Cache an expensive computation, keyed by its keyword arguments:

PythonJulia

from datamanifest.cache import cached

@cached
def load_anomaly(*, grid="5x5"):
    ...        # expensive; returns e.g. an xarray.Dataset
    return ds

ds = load_anomaly(grid="5x5")                # first call: computes and stores
ds = load_anomaly(grid="5x5")                # later calls: loads and returns
ds = load_anomaly(grid="5x5", cached=False)  # force recompute

using DataManifest

@cached key=(a -> (; a.grid,)) function load_anomaly(; grid::String = "5x5")
    # … expensive computation …
    return ds
end

ds = load_anomaly(grid="5x5")                # first call: computes and stores
ds = load_anomaly(grid="5x5")                # later calls: loads and returns
ds = load_anomaly(grid="5x5", cached=false)  # run the body, no disk I/O

Julia's @cached takes the cache key explicitly (key= maps the keyword arguments to the parameters that identify the result) and saves with the stdlib Serialization (jls) by default — see the Julia caching page.

Each distinct keyword combination is stored separately. The cache key is shared across languages: it is the SHA-256 of the canonical JSON (RFC 8785) of the keyword arguments, with Python's json.dumps float form as the reference — the Julia tool computes the identical key, so caches produced in one language are read by the other. The result is saved with pickle by default; pass format="nc"/"csv"/… to pick a serialization, and version="v2" to invalidate when the function's logic changes. datamanifest list shows cached results grouped by function with their parameters; datamanifest list --orphan --delete cleans up.

The @cached cache shares the same storage and bookkeeping as fetched data — it lands under datacache_dir (default: $user_cache_dir/datamanifest/projects/$project/cached) and shows up in list alongside your datasets. The design notes cover how an artifact's identity (cachetype, version, parameter hash) is derived.

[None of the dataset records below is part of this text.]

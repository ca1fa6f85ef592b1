use once_cell::sync::Lazy;
use std::sync::atomic::{AtomicU64, Ordering};
use std::time::Instant;

static EPOCH: Lazy<Instant> = Lazy::new(Instant::now);

/// Monotonic milliseconds shared by hook adapters, the detector and the
/// health monitor. All timestamps in the crate use one of these.
pub trait Clock: Send + Sync {
    fn now_ms(&self) -> u64;
}

/// Milliseconds since the first use of the process clock.
///
/// Starts at 1 so a zero timestamp can mean "never".
#[derive(Debug, Default, Clone, Copy)]
pub struct SystemClock;

impl SystemClock {
    pub fn now() -> u64 {
        EPOCH.elapsed().as_millis() as u64 + 1
    }
}

impl Clock for SystemClock {
    fn now_ms(&self) -> u64 {
        Self::now()
    }
}

/// Hand-driven clock for tests and replay.
#[derive(Debug, Default)]
pub struct ManualClock {
    now: AtomicU64,
}

impl ManualClock {
    pub fn new(start_ms: u64) -> Self {
        Self {
            now: AtomicU64::new(start_ms),
        }
    }

    pub fn set(&self, ms: u64) {
        self.now.store(ms, Ordering::SeqCst);
    }

    pub fn advance(&self, ms: u64) {
        self.now.fetch_add(ms, Ordering::SeqCst);
    }
}

impl Clock for ManualClock {
    fn now_ms(&self) -> u64 {
        self.now.load(Ordering::SeqCst)
    }
}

Library cache bundles (database-scoped caching)¶

A library that ships @cached functions should not write into whatever project happens to call it. Binding the cache to a Database gives the library its own cache bundle — its own cache folder, name, and bookkeeping — without touching the host project's folders or state:

PythonJulia

# mylib/_data.py
from datamanifest import Database

_DB = Database(datasets_folder="$user_data_dir/mylib",  # fetched bytes
               storage_config={"project": "mylib"},     # names the cache bundle
               persist=False)

@_DB.cached(key=["grid"])
def landmask(*, grid):
    ...

# MyLib.jl
using DataManifest

const LIBDB = Database(datasets_folder=raw"$user_data_dir/mylib",
                       storage_config=Dict("project" => "mylib"),
                       persist=false)

@cached key=(a -> (; a.grid)) db=LIBDB function landmask(; grid::String)
    ...
end

The db= option takes any expression evaluating to a Database, evaluated at call time — so the database may be defined after the @cached function.

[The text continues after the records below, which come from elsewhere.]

use crate::event::{ButtonEvent, MouseSample};
use crate::settings::MonitorConfig;
use crate::sync::{ObjectPool, Pooled, SpinLock};
use std::collections::VecDeque;
use std::sync::atomic::{AtomicBool, AtomicU64, Ordering};
use std::sync::mpsc::{self, Receiver, RecvTimeoutError, Sender};
use std::sync::{Arc, Mutex, MutexGuard, PoisonError};
use std::time::Duration;

/// What one wake cycle hands to the dispatcher.
#[derive(Debug, Default)]
pub struct Batch {
    /// Newest pending move. Everything older was discarded.
    pub latest_move: Option<Pooled<MouseSample>>,
    /// Button edges in the order the producer saw them.
    pub buttons: Vec<Pooled<ButtonEvent>>,
    /// Moves dropped in favour of `latest_move`.
    pub coalesced: usize,
    /// Button edges refused since the last drain because the queue was full.
    pub dropped_buttons: u64,
}

impl Batch {
    pub fn is_empty(&self) -> bool {
        self.latest_move.is_none() && self.buttons.is_empty()
    }
}

struct Consumer {
    wake_rx: Receiver<()>,
    spare_moves: VecDeque<Pooled<MouseSample>>,
    spare_buttons: VecDeque<Pooled<ButtonEvent>>,
}

/// Queues between the producer callback and the dispatch thread.
///
/// The producer side (`push_move`, `push_button`, `wake`) only takes the
/// pool and queue spinlocks for O(1) work. The consumer side (`wait`,
/// `drain`) belongs to a single dispatch thread and swaps whole queues out
/// under the lock instead of draining them in place.
pub struct EventCoalescer {
    samples: Arc<ObjectPool<MouseSample>>,
    button_events: Arc<ObjectPool<ButtonEvent>>,
    moves: SpinLock<VecDeque<Pooled<MouseSample>>>,
    buttons: SpinLock<VecDeque<Pooled<ButtonEvent>>>,
    max_batch_size: usize,
    max_pending_buttons: usize,
    dropped_buttons: AtomicU64,
    interval: Duration,
    wake_tx: Sender<()>,
    wake_pending: AtomicBool,
    consumer: Mutex<Consumer>,
}

impl EventCoalescer {
    pub fn new(config: &MonitorConfig) -> Self {
        let max_batch_size = config.max_batch_size.max(1);
        let max_pending_buttons = config.pool_capacity.max(1);
        let (wake_tx, wake_rx) = mpsc::channel();
        Self {
            samples: ObjectPool::new(config.pool_capacity),
            button_events: ObjectPool::new(config.pool_capacity),
            moves: SpinLock::new(VecDeque::with_capacity(max_batch_size)),
            buttons: SpinLock::new(VecDeque::with_capacity(max_pending_buttons)),
            max_batch_size,
            max_pending_buttons,
            dropped_buttons: AtomicU64::new(0),
            interval: config.batch_interval(),
            wake_tx,
            wake_pending: AtomicBool::new(false),
            consumer: Mutex::new(Consumer {
                wake_rx,
                spare_moves: VecDeque::with_capacity(max_batch_size),
                spare_buttons: VecDeque::with_capacity(max_pending_buttons),
            }),
        }
    }

    /// Queue a position sample. The queue never holds more than
    /// `max_batch_size` moves; reaching that size wakes the dispatcher early.
    pub fn push_move(&self, sample: MouseSample) {
        let mut pooled = self.samples.acquire();
        *pooled = sample;

        let (evicted, pending) = {
            let mut moves = self.moves.lock();
            let evicted = if moves.len() >= self.max_batch_size {
                moves.pop_front()
            } else {
                None
            };
            moves.push_back(pooled);
            (evicted, moves.len())
        };
        drop(evicted);

        if pending >= self.max_batch_size {
            self.wake();
        }
    }

    /// Queue a button edge and wake the dispatcher. At most `pool_capacity`
    /// edges wait at once; past that the new edge is refused and counted, and
    /// `false` is returned.
    pub fn push_button(&self, event: ButtonEvent) -> bool {
        let accepted = {
            let mut buttons = self.buttons.lock();
            if buttons.len() < self.max_pending_buttons {
                let mut pooled = self.button_events.acquire();
                *pooled = event;
                buttons.push_back(pooled);
                true
            } else {
                false
            }
        };
        if !accepted {
            self.dropped_buttons.fetch_add(1, Ordering::Relaxed);
        }
        self.wake();
        accepted
    }

    /// Ask the dispatcher to run a cycle now. At most one wake is ever in
    /// flight, so a burst of calls costs one channel send.
    pub fn wake(&self) {
        if !self.wake_pending.swap(true, Ordering::AcqRel) {
            let _ = self.wake_tx.send(());
        }
    }

    /// Block the dispatch thread until a wake or the batch interval elapses.
    /// Returns `true` when woken explicitly.
    pub fn wait(&self) -> bool {
        let woken = {
            let consumer = self.consumer();
            match consumer.wake_rx.recv_timeout(self.interval) {
                Ok(()) => true,
                Err(RecvTimeoutError::Timeout) | Err(RecvTimeoutError::Disconnected) => false,
            }
        };
        self.wake_pending.store(false, Ordering::Release);
        woken
    }

    /// Take everything queued since the last drain.
    pub fn drain(&self) -> Batch {
        let mut consumer = self.consumer();
        let consumer = &mut *consumer;
        std::mem::swap(&mut *self.moves.lock(), &mut consumer.spare_moves);
        std::mem::swap(&mut *self.buttons.lock(), &mut consumer.spare_buttons);

        let latest_move = consumer.spare_moves.pop_back();
        let coalesced = consumer.spare_moves.len();
        consumer.spare_moves.clear();
        let buttons = consumer.spare_buttons.drain(..).collect();

        Batch {
            latest_move,
            buttons,
            coalesced,
            dropped_buttons: self.dropped_buttons.swap(0, Ordering::Relaxed),
        }
    }

    /// Drop everything pending, returning the objects to their pools.
    pub fn clear(&self) {
        drop(self.drain());
    }

    pub fn pending_moves(&self) -> usize {
        self.moves.lock().len()
    }

    pub fn pending_buttons(&self) -> usize {
        self.buttons.lock().len()
    }

    pub fn max_batch_size(&self) -> usize {
        self.max_batch_size
    }

    pub fn interval(&self) -> Duration {
        self.interval
    }

    pub fn sample_pool(&self) -> &Arc<ObjectPool<MouseSample>> {
        &self.samples
    }

    pub fn button_pool(&self) -> &Arc<ObjectPool<ButtonEvent>> {
        &self.button_events
    }

    fn consumer(&self) -> MutexGuard<'_, Consumer> {
        self.consumer.lock().unwrap_or_else(PoisonError::into_inner)
    }
}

storage_config supplies the [_STORAGE]-shaped configuration a manifest would normally carry — here project = "mylib" names the bundle, so produced artifacts land under …/projects/mylib/cached — and the whole cache context (datacache_dir, $project, lock_stale_age, the state file) comes from the database's frozen configuration instead of the working directory.

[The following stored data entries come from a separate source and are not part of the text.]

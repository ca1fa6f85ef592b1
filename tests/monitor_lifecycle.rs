use dragwatch::instance;
use dragwatch::{
    DragMonitor, ErrorCode, MockHookHandle, MockHookSource, MonitorConfig, MonitorError,
    MouseButton, NoFiles, NullSink, Point,
};
use serial_test::serial;
use std::sync::Arc;
use std::thread;

fn monitor() -> (DragMonitor, MockHookHandle) {
    let (source, handle) = MockHookSource::new();
    let monitor = DragMonitor::new(
        MonitorConfig::default(),
        Box::new(source),
        Arc::new(NoFiles),
        Arc::new(NullSink),
    )
    .unwrap();
    (monitor, handle)
}

#[test]
#[serial]
fn start_and_stop_are_idempotent() {
    let (monitor, handle) = monitor();

    monitor.start().unwrap();
    monitor.start().unwrap();
    assert!(monitor.is_running());
    assert!(monitor.health().is_running());
    assert_eq!(handle.install_count(), 1);

    monitor.stop();
    monitor.stop();
    assert!(!monitor.is_running());
    assert!(!monitor.health().is_running());
    assert_eq!(handle.uninstall_count(), 1);
    assert_eq!(instance::active_id(), None);
}

#[test]
#[serial]
fn concurrent_stops_complete_once() {
    let (monitor, handle) = monitor();
    let monitor = Arc::new(monitor);
    monitor.start().unwrap();

    let stoppers: Vec<_> = (0..2)
        .map(|_| {
            let monitor = monitor.clone();
            thread::spawn(move || monitor.stop())
        })
        .collect();
    for stopper in stoppers {
        stopper.join().unwrap();
    }

    assert!(!monitor.is_running());
    assert_eq!(handle.uninstall_count(), 1);
}

#[test]
#[serial]
fn failed_hook_install_leaves_everything_stopped() {
    let (monitor, handle) = monitor();
    handle.fail_next_install();

    let err = monitor.start().unwrap_err();
    assert!(matches!(err, MonitorError::HookInstall(_)));
    assert_eq!(err.code().as_u16(), 200);
    assert_eq!(monitor.last_error().code, ErrorCode::HookInstallFailed);
    assert!(!monitor.is_running());
    assert!(!monitor.health().is_running());
    assert_eq!(instance::active_id(), None);

    monitor.start().unwrap();
    assert!(monitor.last_error().is_success());
    monitor.stop();
}

#[test]
#[serial]
fn second_monitor_is_rejected_while_first_runs() {
    let (first, _first_handle) = monitor();
    let (second, second_handle) = monitor();

    first.start().unwrap();
    let err = second.start().unwrap_err();
    assert!(matches!(err, MonitorError::AlreadyActive));
    assert_eq!(second.last_error().code, ErrorCode::AlreadyInitialized);
    assert_eq!(second_handle.install_count(), 0);

    first.stop();
    second.start().unwrap();
    assert!(second.is_running());
    second.stop();
}

#[test]
#[serial]
fn callbacks_stop_after_stop_returns() {
    let (monitor, handle) = monitor();
    monitor.start().unwrap();
    assert!(handle.move_to(Point::new(1.0, 1.0), 1));
    assert!(handle.button_down(MouseButton::Right, Point::new(1.0, 1.0), 2));

    monitor.stop();
    assert!(!handle.move_to(Point::new(2.0, 2.0), 3));
    assert_eq!(monitor.performance_metrics().events_processed, 2);
}

#[test]
#[serial]
fn dropping_a_running_monitor_stops_it() {
    let (monitor, handle) = monitor();
    monitor.start().unwrap();
    drop(monitor);
    assert_eq!(handle.uninstall_count(), 1);
    assert_eq!(instance::active_id(), None);
}

#[test]
#[serial]
fn debug_config_leaves_the_subscriber_to_the_host() {
    let (source, _handle) = MockHookSource::new();
    let monitor = DragMonitor::new(
        MonitorConfig {
            debug_logging: true,
            ..Default::default()
        },
        Box::new(source),
        Arc::new(NoFiles),
        Arc::new(NullSink),
    )
    .unwrap();
    monitor.start().unwrap();
    monitor.stop();
    assert!(!tracing::dispatcher::has_been_set());
}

An in-memory database (persist=False) never creates a .datamanifest/ outside its own storage roots: the fetched-dataset inventory lives under the datasets folder and the produced-artifact inventory under the resolved datacache_dir (<root>/.datamanifest/state.toml in each), so the caller's project and working directory stay clean.

The bare forms — Python's module-level cached, Julia's @cached without db= — resolve over the default database when a manifest is discoverable, which anchors at the same project as before, so behavior in a normal project is unchanged; when no manifest is discoverable they fall back to the ambient derivation, so caching keeps working in projects without a manifest.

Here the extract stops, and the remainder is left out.